Il faut donc dénoncer le manque d’argent qui ne repose sur aucune contrainte physique mais seulement sur une course au profit qui raréfie artificiellement les capitaux disponibles, sur notre organisation, notre volonté, nos conventions, notre système et nos illusions.

Dénoncer la comédie.

Que faisons-nous concrètement ? Nous exploitons les ressources naturelles au-delà de ce qu’elles peuvent renouveler. Nous cherchons à tout prix à limiter le travail humain dans chaque production alors que celui-ci constitue une ressource disponible et sous-utilisée. Nous optimisons en permanence l’usage des capitaux comme s’il s’agissait d’une ressource rare alors qu’elle n’a aucune contrainte physique et relève d’une pure construction humaine.

Bref, nous surexploitons ce qui est fini, nous économisons ce qui est abondant, nous rationnons avec ferveur une ressource non contrainte ! Nous marchons sur la tête, dans une inversion complète de ce qui devrait être nos priorités ! Il faut inverser le système. Renverser les valeurs. Remettre l’humain au cœur d’un projet économique qui préserve la nature. Faire des capitaux un moyen et non une fin. Pour cela il faut arrêter de rationner ce qui n’est qu’un jeu d’écriture : l’argent. Il faut s’organiser pour disposer d’autant de monnaie que nécessaire pour que tous ceux qui le souhaitent aient un emploi, et pour que ces emplois optimisent notre bien-être et la préservation de la planète.

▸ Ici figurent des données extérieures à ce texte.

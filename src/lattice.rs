#[cfg(feature = "python-interface")]
use pyo3::prelude::*;

use crate::basis::BasisState;

/// Boundary condition of the 1-D chain.
#[derive(Debug, Clone, Copy, PartialEq, Eq)]
pub enum Boundary {
    /// Sites $0$ and $N-1$ are not connected.
    Open,
    /// Ring. Only differs from [Boundary::Open] for more than two sites.
    Periodic,
}

/// Hop origins of a lattice state.
/// # Definition
/// `to_next` holds the occupied spin-orbitals whose next site, in the same
/// channel, is empty; `to_prev` those whose previous site is empty. Both are
/// ascending.
#[derive(Debug, Clone, PartialEq, Eq, Default)]
pub struct HopNeighbors {
    pub to_next: Vec<u8>,
    pub to_prev: Vec<u8>,
}

impl HopNeighbors {
    /// Every available hop as `(origin, target)`, the `to_next` hops first.
    pub fn hops(&self, n_sites: usize) -> Vec<(u8, u8)> {
        let shifted = |orb: u8, step: usize| {
            let offset = (orb as usize / n_sites) * n_sites;
            let site = orb as usize % n_sites;
            (offset + (site + step) % n_sites) as u8
        };
        self.to_next
            .iter()
            .map(|&orb| (orb, shifted(orb, 1)))
            .chain(self.to_prev.iter().map(|&orb| (orb, shifted(orb, n_sites - 1))))
            .collect()
    }

    pub fn n_hops(&self) -> usize {
        self.to_next.len() + self.to_prev.len()
    }
}

/// Finds the hop origins of a chain state. Bits at and after $2N$ are
/// ignored.
pub fn enumerate_lattice_neighbors(state: &BasisState, n_sites: usize, boundary: Boundary) -> HopNeighbors {
    let wrap = boundary == Boundary::Periodic && n_sites > 2;
    let mut neighbors = HopNeighbors::default();
    for channel in 0..2 {
        let offset = channel * n_sites;
        for site in 0..n_sites {
            let orb = offset + site;
            if !state.check(orb) {
                continue;
            }
            let next = if site + 1 < n_sites {
                Some(site + 1)
            } else if wrap {
                Some(0)
            } else {
                None
            };
            let prev = if site > 0 {
                Some(site - 1)
            } else if wrap {
                Some(n_sites - 1)
            } else {
                None
            };
            if next.is_some_and(|s| !state.check(offset + s)) {
                neighbors.to_next.push(orb as u8);
            }
            if prev.is_some_and(|s| !state.check(offset + s)) {
                neighbors.to_prev.push(orb as u8);
            }
        }
    }
    neighbors
}

/// Number of doubly occupied sites, the Hubbard diagonal in units of $U$.
/// # Definition
/// $$
/// \sum_i n_{i\uparrow}n_{i\downarrow}
/// $$
pub fn hubbard_double_occupancy(state: &BasisState, n_sites: usize) -> u32 {
    (0..n_sites)
        .filter(|&site| state.check(site) && state.check(site + n_sites))
        .count() as u32
}

/// Site index of the `k`-th (from $0$) doubly occupied site, ascending.
pub fn locate_kth_doubly_occupied(k: usize, occ: &[u8], state: &BasisState, n_sites: usize) -> Option<u8> {
    occ.iter()
        .copied()
        .take_while(|&orb| (orb as usize) < n_sites)
        .filter(|&orb| state.check(orb as usize + n_sites))
        .nth(k)
}

/// Spin-orbital index of the `k`-th (from $0$) electron sitting alone on
/// its site, in occupied-list order. The channel is `orb / n_sites`.
pub fn locate_kth_singly_occupied(k: usize, occ: &[u8], state: &BasisState, n_sites: usize) -> Option<u8> {
    occ.iter()
        .copied()
        .filter(|&orb| {
            let orb = orb as usize;
            let partner = if orb < n_sites { orb + n_sites } else { orb - n_sites };
            !state.check(partner)
        })
        .nth(k)
}

#[cfg(feature = "python-interface")]
#[pyfunction]
pub fn hubbard_double_occupancy_py(bytes: Vec<u8>, n_sites: usize) -> PyResult<u32> {
    Ok(hubbard_double_occupancy(&BasisState::from_bytes(&bytes), n_sites))
}
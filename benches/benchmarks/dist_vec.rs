use criterion::{black_box, criterion_group, Criterion};
use rand::rngs::SmallRng;
use rand::{Rng, SeedableRng};
use sparse_fri::basis::BasisState;
use sparse_fri::dist_vec::{DistVec, DistVecParams};

pub fn merge(c: &mut Criterion) {
    const N_BITS: usize = 32;
    let mut rng = SmallRng::seed_from_u64(42);
    let keys: Vec<BasisState> = (0..4096)
        .map(|_| {
            let mut key = BasisState::zeros(N_BITS);
            while key.count_ones_in(0, N_BITS) < 4 {
                key.set(rng.gen_range(0..N_BITS));
            }
            key
        })
        .collect();
    let params = DistVecParams {
        initial_capacity: 1024,
        max_capacity: 1 << 16,
        n_bits: N_BITS,
        n_elec: 4,
        n_slots: 1,
        proc_scrambler: (0..N_BITS as u32).map(|i| i.wrapping_mul(2654435761)).collect(),
        vec_scrambler: (0..N_BITS as u32).map(|i| i * 40503 + 1).collect(),
    };
    c.bench_function("DistVec add and merge 4096 contributions", |b| {
        b.iter(|| {
            let mut vec: DistVec<f64> = DistVec::new(params.clone());
            for (i, key) in keys.iter().enumerate() {
                vec.add(black_box(key), i as f64, 0);
            }
            vec.perform_add(0).unwrap()
        })
    });
}

criterion_group!(benches, merge,);
use assert::close;
use rand_mt::Mt;
use sparse_fri::heat_bath::{
    second_particle_probs, single_particle_probs, tri_nodiag, unnormalized_weight, FourIndexTensor, HeatBathTable,
};

const N_ORB: usize = 5;
const OCC: [u8; 4] = [0, 2, 7, 8];

fn random_table() -> HeatBathTable {
    let mut mt = Mt::new(0);
    let tensor = FourIndexTensor::from_fn(N_ORB, |_, _, _, _| mt.next_u32() as f64 / (1.0 + u32::MAX as f64) - 0.5);
    HeatBathTable::build(&tensor, N_ORB, N_ORB)
}

#[test]
fn first_electron_probabilities() {
    let table = random_table();
    for exclude in [0, 1] {
        let (probs, norm) = single_particle_probs(&table, &OCC, Some(exclude));
        let mut norm_chk = 0.0;
        for i in 0..OCC.len() {
            if i == exclude {
                assert_eq!(probs[i], 0.0);
                continue;
            }
            let raw = table.s_tens[OCC[i] as usize % N_ORB] / table.s_norm;
            close(probs[i] * norm, raw, 1e-7);
            norm_chk += raw;
        }
        close(norm_chk, norm, 1e-7);
        close(probs.iter().sum::<f64>(), 1.0, 1e-12);
    }
}

#[test]
fn second_electron_probabilities() {
    let table = random_table();
    let (probs, norm) = second_particle_probs(&table, &OCC, 3);
    assert_eq!(probs.len(), 3);
    let s_first = table.s_tens[OCC[3] as usize % N_ORB];
    let mut norm_chk = 0.0;
    for j in 0..2 {
        let raw = table.d_diff[(OCC[3] as usize - N_ORB) * N_ORB + OCC[j] as usize];
        close(probs[j] * norm, raw / s_first, 1e-7);
        norm_chk += raw;
    }
    let same = table.d_same[tri_nodiag(OCC[2] as usize - N_ORB, OCC[3] as usize - N_ORB)];
    close(probs[2] * norm, same / s_first, 1e-7);
    norm_chk += same;
    close(norm_chk / s_first, norm, 1e-7);
}

#[test]
fn factorized_double_weight() {
    let table = random_table();
    let (o2, o1, u2, u1) = (OCC[2], OCC[3], 5u8, 6u8);
    let weight = unnormalized_weight(&table, [o2, o1, u2, u1]);

    let (o1, o2, u1, u2) = (o1 as usize % N_ORB, o2 as usize % N_ORB, u1 as usize % N_ORB, u2 as usize % N_ORB);
    let expected = table.d_same[tri_nodiag(o2, o1)] / table.s_norm
        * (table.exch_sqrt[tri_nodiag(o1.min(u1), o1.max(u1))] * table.exch_sqrt[tri_nodiag(o2.min(u2), o2.max(u2))])
        / table.exch_norms[o1]
        / table.exch_norms[o2];
    close(weight, expected, 1e-7);
}
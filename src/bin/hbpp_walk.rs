use colored::Colorize;
use indicatif::{ProgressBar, ProgressStyle};
use log::info;
use rand_mt::Mt;
use std::error::Error;
use std::path::Path;

use sparse_fri::basis::{reference_state, Reference};
use sparse_fri::heat_bath::{FourIndexTensor, HeatBathTable};
use sparse_fri::parse::integrals::parse_integrals_def;
use sparse_fri::sampler::{CompressionBuffer, HeatBathSampler, ScoreFns, SourceVector};
use sparse_fri::symmetry::{convert_symmetry_labels, SymmetryInfo};
use sparse_fri::{DistVec, Strategy, SysParams};

const N_ORB: usize = 12;
const N_FROZEN: usize = 2;
const N_ELEC: usize = 8;
const INITIAL_CAPACITY: usize = 1 << 10;
const MAX_CAPACITY: usize = 1 << 17;
const BUDGET: usize = 2_000;
const P_DOUB: f64 = 0.9;
const RENORMALIZE: bool = true;
const FOLD_TIME_REVERSAL: bool = false;
const STRATEGY: Strategy = Strategy::Pivotal;
const N_ITER: usize = 50;
const EPSILON: f64 = 1e-2;
const SEED: u32 = 0;
// Random integrals when unset.
const INTEGRALS_PATH: Option<&str> = None;
const POINT_GROUP: &str = "D2h";
const SYMMETRY_LABELS: [u8; N_ORB] = [1, 6, 7, 8, 1, 6, 7, 8, 1, 1, 2, 3];
const OUTPUT_PATH: &str = "hbpp_vector.csv";
const N_PRINT: usize = 10;

fn uniform_centered(mt: &mut Mt) -> f64 {
    mt.next_u32() as f64 / (1.0 + u32::MAX as f64) - 0.5
}

fn main() -> Result<(), Box<dyn Error>> {
    // Initialize logger
    env_logger::init();
    let sys = SysParams::new(
        N_ORB,
        N_FROZEN,
        N_ELEC,
        0,
        1,
        INITIAL_CAPACITY,
        MAX_CAPACITY,
        BUDGET,
        P_DOUB,
        RENORMALIZE,
        FOLD_TIME_REVERSAL,
        STRATEGY,
    );
    sys.log();
    info!("System parameter N_ITER = {}", N_ITER);
    info!("System parameter EPSILON = {}", EPSILON);
    info!("System parameter POINT_GROUP = {}", POINT_GROUP);

    let mut mt = Mt::new(SEED);
    let tensor = match INTEGRALS_PATH {
        Some(path) => parse_integrals_def(Path::new(path), sys.total_orb())?,
        None => FourIndexTensor::from_fn(sys.total_orb(), |_, _, _, _| uniform_centered(&mut mt)),
    };
    let table = HeatBathTable::build(&tensor, sys.n_orb, sys.total_orb());
    let mut labels = SYMMETRY_LABELS.to_vec();
    convert_symmetry_labels(&mut labels, POINT_GROUP)?;
    let symm = SymmetryInfo::new(labels)?;
    let sampler = HeatBathSampler::new(&table, &symm, sys.compress_params())?;

    let proc_scrambler: Vec<u32> = (0..sys.n_bits()).map(|_| mt.next_u32()).collect();
    let vec_scrambler: Vec<u32> = (0..sys.n_bits()).map(|_| mt.next_u32()).collect();
    let mut vec: DistVec<f64> = DistVec::new(sys.dist_vec_params(proc_scrambler, vec_scrambler));
    let reference = reference_state(Reference::HartreeFock, sys.n_orb, sys.n_elec_active(), 0);
    info!("Initial State: {}", reference);
    vec.add(&reference, 1.0, 0);
    vec.perform_add(0)?;

    // Active orbitals sit after the frozen ones in the tensor.
    let offset = sys.total_orb() - sys.n_orb;
    let spatial = |orb: u8| orb as usize % N_ORB + offset;
    let scores = ScoreFns {
        single: |orbs: &[u8; 2], _: &[u8]| {
            let (p, q) = (spatial(orbs[0]), spatial(orbs[1]));
            tensor.get(p, q, q, q)
        },
        double: |orbs: &[u8; 4]| tensor.get(spatial(orbs[0]), spatial(orbs[1]), spatial(orbs[2]), spatial(orbs[3])),
    };

    let mut out = CompressionBuffer::new(4 * BUDGET);
    let progress_bar = ProgressBar::new(N_ITER as u64);
    progress_bar.set_prefix("Walk Progress: ");
    progress_bar.set_style(
        ProgressStyle::with_template("[{elapsed_precise}] {prefix} {bar:40.cyan/blue} {pos:>7}/{len:7} {msg}")?
            .progress_chars("##-"),
    );

    for iter in 1..=N_ITER {
        let mut states = Vec::with_capacity(vec.len());
        let mut occupied = Vec::with_capacity(vec.len());
        let mut entries = Vec::with_capacity(vec.len());
        for (idx, key, values) in vec.iter() {
            entries.push((states.len(), values[0]));
            states.push(key.clone());
            occupied.push(vec.occupied_at(idx).unwrap_or(&[]).to_vec());
        }
        let source = SourceVector {
            states: &states,
            occupied: &occupied,
            entries: &entries,
        };

        out.clear();
        let n_samples = match sys.strategy {
            Strategy::Systematic => sampler.compress_systematic(&source, &scores, &mut mt, &mut out)?,
            Strategy::Pivotal => {
                sampler.compress_pivoted(&source, &scores, sys.fold_time_reversal, &mut mt, &mut out)?
            }
        };
        for sample in out.iter() {
            let key = match &sample.folded {
                Some(folded) => folded.clone(),
                None => sample.excitation.apply(&states[sample.origin]).0,
            };
            vec.add(&key, -EPSILON * sample.weight, 0);
        }
        let summary = vec.perform_add(iter as u64)?;
        let freed = vec.remove_zeros();
        info!(
            "Iteration {}: {} samples, {} new keys, {} freed, {} stored, norm = {}",
            iter,
            n_samples,
            summary.inserted.len(),
            freed.len(),
            vec.len(),
            vec.one_norm(0)
        );
        progress_bar.set_message(format!("{} keys", vec.len()));
        progress_bar.inc(1);
    }
    progress_bar.finish();

    let mut largest: Vec<(usize, f64)> = vec.iter().map(|(idx, _, values)| (idx, values[0])).collect();
    largest.sort_by(|a, b| b.1.abs().total_cmp(&a.1.abs()));
    println!("{}", format!("Stored keys: {}", vec.len()).bold());
    println!("{}", format!("One-norm: {:.6}", vec.one_norm(0)).bold());
    for &(idx, value) in largest.iter().take(N_PRINT) {
        let key = vec.key_at(idx).map(|k| k.to_string()).unwrap_or_default();
        let shown = format!("{:+.6e}", value);
        if value >= 0.0 {
            println!("{} {}", key, shown.green());
        } else {
            println!("{} {}", key, shown.red());
        }
    }

    let mut writer = csv::Writer::from_path(OUTPUT_PATH)?;
    writer.write_record(["index", "key", "value"])?;
    for (idx, key, values) in vec.iter() {
        writer.write_record([idx.to_string(), key.to_string(), values[0].to_string()])?;
    }
    writer.flush()?;
    info!("Vector written to {}", OUTPUT_PATH);
    Ok(())
}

Utopie ? Non, juste une nécessité, une question de volonté et d’organisation. Juste un prolongement de la dénonciation des accords de Bretton Woods, une avancée supplémentaire dans la maîtrise de la monnaie, un pas de plus dans l’émancipation de son pouvoir ou de la tyrannie de ceux qui en ont fait « leur propriété ».

Il ne s’agit pas de tout casser, la question n’est pas de désigner des ennemis, la question est de développer de nouvelles marges de manœuvre pour sortir de l’impasse dans laquelle le système actuel nous a entrainés, un système où la préservation des rendements financiers domine, où l’exclusion de compétences qui ne demandent qu’à s’exprimer se poursuit, où la planète est mise en danger.


[1] Chacune de ces trois dynamiques est décrite en détails dans un article de ce blog

[2] La notion d’ »empreinte écologique » est développée par l’ONG canadienne Global Footprint Network et est médiatisée par le World Wide Fund For Nature, le W.W.F. Cette empreinte exprime la totalité des consommations humaines en unités de « terre », c’est-à-dire en quantité de ressources que la terre peut produire chaque année de façon renouvelable.

[3] Données 2018 du BIT, Bureau international du travail.